Personal information
- Born: 20 June 1995 (age 31)
- Height: 1.91 m (6 ft 3 in)
- University: University of Trinidad and Tobago

Netball career
- Playing positions: GA, GS, GK, GD
- Years: Club team / Apps
- 201x–2017: UTT
- 2017–2018: Fire Service
- 2019–2020: Defence Force
- 2021–2022: Saracens Mavericks
- Years: National team / Caps
- 2017–: Trinidad and Tobago / 19+

Medal record
Representing Trinidad and Tobago
Central American and Caribbean Games
| Silver medal – second place | 2023 San Salvador | Netball |

= Jameela McCarthy =

Trinidad and Tobago netball international

Jameela McCarthy (born 20 June 1995) is a Trinidad and Tobago netball international. She represented Trinidad and Tobago at the 2019 and 2023 Netball World Cups. In the All Sectors Netball League, McCarthy has played for the University of Trinidad and Tobago, Trinidad and Tobago Fire Service and Trinidad and Tobago Defence Force. She also played for Saracens Mavericks in the 2022 Netball Superleague.
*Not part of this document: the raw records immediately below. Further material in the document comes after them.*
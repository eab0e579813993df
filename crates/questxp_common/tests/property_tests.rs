//! Property-Based Tests
//!
//! Invariants checked across randomized inputs. Inputs come from a small
//! xorshift generator rather than an external crate.
//!
//! ## Invariants Tested
//!
//! - Cap monotonicity: the daily cap strictly grows with level
//! - Level derivation: thresholds bracket every XP total
//! - Conservation: awards never exceed the cap, whatever the order
//! - No revocation: a frozen award never changes for the rest of the day
//! - Order sensitivity: with equal weights, completing earlier never earns less
//!   (up to one unit lost to rounding)
//! - Preview idempotence: repeated previews without completions are identical
//! - Preview bound: displayed potentials never sum past the remainder
//! - Award parity: a completion pays exactly its previewed potential

use chrono::{NaiveDate, TimeZone, Utc};
use questxp_common::{
    pool::{award_for, daily_cap_for_level, preview, PoolLedger, QuestSlot},
    progression::{level_from_total_xp, xp_cap_for_level, xp_required_for_level},
    EngineConfig, FixedClock, InMemoryQuestStore, InMemoryUserStore, PoolKey, QuestId,
    QuestInstance, UserId, UserProfile, XpEngine,
};
use std::collections::BTreeMap;
use std::sync::Arc;

// ============================================================================
// TEST HELPERS
// ============================================================================

/// Simple pseudo-random number generator for test inputs
/// Uses xorshift64 algorithm
struct TestRng {
    state: u64,
}

impl TestRng {
    fn new(seed: u64) -> Self {
        Self {
            state: if seed == 0 { 1 } else { seed },
        }
    }

    fn next_u64(&mut self) -> u64 {
        let mut x = self.state;
        x ^= x << 13;
        x ^= x >> 7;
        x ^= x << 17;
        self.state = x;
        x
    }

    fn next_range(&mut self, min: u64, max: u64) -> u64 {
        if max <= min {
            return min;
        }
        min + (self.next_u64() % (max - min))
    }

    fn shuffle<T>(&mut self, items: &mut [T]) {
        for i in (1..items.len()).rev() {
            let j = self.next_range(0, i as u64 + 1) as usize;
            items.swap(i, j);
        }
    }
}

fn key() -> PoolKey {
    PoolKey::new(UserId::from("ada"), NaiveDate::from_ymd_opt(2026, 3, 1).unwrap())
}

/// Random day: a cap and a list of weighted quests (some invalid)
fn random_day(rng: &mut TestRng) -> (u64, Vec<QuestSlot>) {
    let cap = rng.next_range(0, 5_000);
    let count = rng.next_range(1, 12) as usize;
    let slots = (0..count)
        .map(|i| {
            let weight = rng.next_range(0, 12) as i64 - 2;
            QuestSlot::open(format!("q{}", i), weight)
        })
        .collect();
    (cap, slots)
}

/// Complete every quest in `order`, returning the award of each in that order
async fn settle(cap: u64, slots: &[QuestSlot], order: &[usize]) -> (Vec<u64>, u64) {
    let ledger = PoolLedger::new();
    let handle = ledger.open(&key(), cap);
    let mut slots = slots.to_vec();
    let mut awards = Vec::new();

    for &idx in order {
        let quest = slots[idx].quest_id.clone();
        let current = slots.clone();
        let outcome = handle
            .consume(&quest, award_for(handle.snapshot().await.remaining(), &current, &quest))
            .await;
        awards.push(outcome.amount());
        slots[idx].resolved = true;
    }

    (awards, handle.snapshot().await.consumed)
}

// ============================================================================
// LEVEL CURVE
// ============================================================================

mod curve_properties {
    use super::*;

    #[test]
    fn test_cap_monotonicity() {
        let mut rng = TestRng::new(7);
        for _ in 0..1000 {
            let level = rng.next_range(1, 100_000) as u32;
            assert!(
                xp_cap_for_level(level + 1) > xp_cap_for_level(level),
                "cap not increasing at level {}",
                level
            );
            assert_eq!(daily_cap_for_level(level), xp_cap_for_level(level));
        }
    }

    #[test]
    fn test_level_brackets_total_xp() {
        let mut rng = TestRng::new(11);
        for _ in 0..1000 {
            let xp = rng.next_range(0, 50_000_000);
            let progress = level_from_total_xp(xp);
            assert!(xp_required_for_level(progress.level) <= xp);
            assert!(xp_required_for_level(progress.level + 1) > xp);
            assert!((0.0..=100.0).contains(&progress.progress_percent));
            assert_eq!(
                progress.current_level_xp + progress.xp_to_next_level,
                progress.xp_for_this_level
            );
        }
    }
}

// ============================================================================
// ALLOCATION
// ============================================================================

mod allocation_properties {
    use super::*;

    #[tokio::test]
    async fn test_conservation_any_order() {
        let mut rng = TestRng::new(42);
        for _ in 0..300 {
            let (cap, slots) = random_day(&mut rng);
            let mut order: Vec<usize> = (0..slots.len()).collect();
            rng.shuffle(&mut order);

            let (awards, consumed) = settle(cap, &slots, &order).await;
            let total: u64 = awards.iter().sum();
            assert_eq!(total, consumed);
            assert!(consumed <= cap, "consumed {} over cap {}", consumed, cap);
        }
    }

    #[tokio::test]
    async fn test_awards_never_revoked() {
        let mut rng = TestRng::new(99);
        for _ in 0..100 {
            let (cap, slots) = random_day(&mut rng);
            let ledger = PoolLedger::new();
            let handle = ledger.open(&key(), cap);
            let mut frozen: BTreeMap<QuestId, u64> = BTreeMap::new();

            // Completion attempts in random order, with repeats
            for _ in 0..slots.len() * 2 {
                let idx = rng.next_range(0, slots.len() as u64) as usize;
                let quest = slots[idx].quest_id.clone();
                let pool = handle.snapshot().await;
                let current: Vec<QuestSlot> = slots
                    .iter()
                    .map(|s| QuestSlot {
                        resolved: pool.awarded(&s.quest_id).is_some(),
                        ..s.clone()
                    })
                    .collect();
                handle
                    .consume(&quest, award_for(pool.remaining(), &current, &quest))
                    .await;

                let after = handle.snapshot().await;
                for (id, amount) in &frozen {
                    assert_eq!(after.awarded(id), Some(*amount));
                }
                frozen = after.awards.clone();
            }
        }
    }

    #[tokio::test]
    async fn test_earlier_completion_never_earns_less() {
        let mut rng = TestRng::new(1234);
        for _ in 0..300 {
            let cap = rng.next_range(0, 5_000);
            let count = rng.next_range(2, 10) as usize;
            let weight = rng.next_range(1, 10) as i64;
            let slots: Vec<QuestSlot> = (0..count)
                .map(|i| QuestSlot::open(format!("q{}", i), weight))
                .collect();

            let a_first: Vec<usize> = (0..count).collect();
            let mut b_first = a_first.clone();
            b_first.swap(0, 1);

            let (awards_a_first, _) = settle(cap, &slots, &a_first).await;
            let (awards_b_first, _) = settle(cap, &slots, &b_first).await;
            // Quest 0 is first in one order, second in the other. The exact shares are
            // equal, so half-up rounding may move either side by one unit.
            assert!(
                awards_a_first[0] + 1 >= awards_b_first[1],
                "cap {} count {}: first {} vs second {}",
                cap,
                count,
                awards_a_first[0],
                awards_b_first[1]
            );
        }
    }

    #[test]
    fn test_preview_bounded_and_idempotent() {
        let mut rng = TestRng::new(555);
        for _ in 0..1000 {
            let (cap, mut slots) = random_day(&mut rng);
            let consumed = rng.next_range(0, cap + 1);
            for slot in slots.iter_mut() {
                slot.resolved = rng.next_range(0, 4) == 0;
            }
            let remaining = cap - consumed;

            let first = preview(remaining, &slots);
            let second = preview(remaining, &slots);
            assert_eq!(first, second);

            let total: u64 = first.iter().map(|r| r.potential_xp).sum();
            assert!(total <= remaining);
            assert_eq!(first.len(), slots.iter().filter(|s| !s.resolved).count());
            for (reward, slot) in first.iter().zip(slots.iter().filter(|s| !s.resolved)) {
                if slot.weight <= 0 {
                    assert_eq!(reward.potential_xp, 0);
                }
            }
        }
    }

    #[test]
    fn test_award_equals_preview() {
        let mut rng = TestRng::new(8080);
        for _ in 0..1000 {
            let (cap, mut slots) = random_day(&mut rng);
            let consumed = rng.next_range(0, cap + 1);
            for slot in slots.iter_mut() {
                slot.resolved = rng.next_range(0, 4) == 0;
            }
            let remaining = cap - consumed;

            for reward in preview(remaining, &slots) {
                assert_eq!(
                    award_for(remaining, &slots, &reward.quest_id),
                    reward.potential_xp,
                    "remaining {} quest {}",
                    remaining,
                    reward.quest_id
                );
            }
        }
    }
}

// ============================================================================
// ENGINE
// ============================================================================

#[tokio::test]
async fn test_engine_preview_idempotent_without_completions() {
    let mut rng = TestRng::new(2024);
    let user = UserId::from("ada");
    let date = NaiveDate::from_ymd_opt(2026, 3, 1).unwrap();

    for _ in 0..50 {
        let quests = Arc::new(InMemoryQuestStore::new());
        let users = Arc::new(InMemoryUserStore::new());
        users.insert(user.clone(), UserProfile::new(rng.next_range(0, 100_000), 0));
        let clock = Arc::new(FixedClock::new(
            Utc.with_ymd_and_hms(2026, 3, 1, 12, 0, 0).unwrap(),
        ));
        let engine = XpEngine::new(EngineConfig::default(), quests.clone(), users, clock);

        let mut instances = Vec::new();
        for i in 0..rng.next_range(1, 8) {
            let quest = QuestInstance::new(format!("q{}", i), rng.next_range(1, 9) as i64, date);
            quests.add_quest(&user, quest.clone());
            instances.push(quest);
        }
        engine
            .complete_quest(&user, &instances[0].id)
            .await
            .unwrap();

        let first = engine.preview_rewards(&user, &instances).await.unwrap();
        let second = engine.preview_rewards(&user, &instances).await.unwrap();
        assert_eq!(first, second);
        assert!(first.total_potential() <= first.remaining);
    }
}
McCarthy is also a basketball player and she represented Trinidad and Tobago at the 2022 FIBA 3x3 AmeriCup.

==Playing career==
===All Sectors Netball League===
McCarthy initially played for the University of Trinidad and Tobago in their All Sectors Netball League Alternative Division team. In 2015 and 2016 she was playing for the UTT Premiership team. Together with Onella Jack, Kalifa McCollin and Samantha Wallace, McCarthy was a part of the UTT contingent that played in the 2017 Netball New Zealand Super Club. In 2017 and 2018 she played for Fire Service and in 2019 and 2020 she played for Defence Force.

===Saracens Mavericks===
Ahead of the 2022 Netball Superleague season, McCarthy signed for Saracens Mavericks. In late 2021, she played for Mavericks in the British Fast5 Netball All-Stars Championship and a pre-season tournament. During the season itself, she played for Mavericks in their three opening matches against London Pulse, Wasps and Celtic Dragons. However her season was subsequently cut short due to "medical reasons".

===Trinidad and Tobago===
McCarthy made her senior debut for Trinidad and Tobago during a 2017 series against Barbados. She subsequently represented Trinidad and Tobago at the 2019 and 2023 Netball World Cups and at the 2023 Central American and Caribbean Games. She has made over 19 senior appearances for Trinidad and Tobago.

| Tournaments | Place |
|---|---|
| 2019 Netball World Cup | 9th |
| 2023 Netball World Cup Regional Qualifier – Americas | 2nd |
| 2023 Central American and Caribbean Games | 2nd |
| 2023 Netball World Cup | 12th |

==Basketball==
McCarthy is also a basketball player. She has played in local Trinidad and Tobago competitions for various teams, including the Trinidad and Tobago Defence Force team and Straker Nets. She also represented Trinidad and Tobago at the 2022 FIBA 3x3 AmeriCup.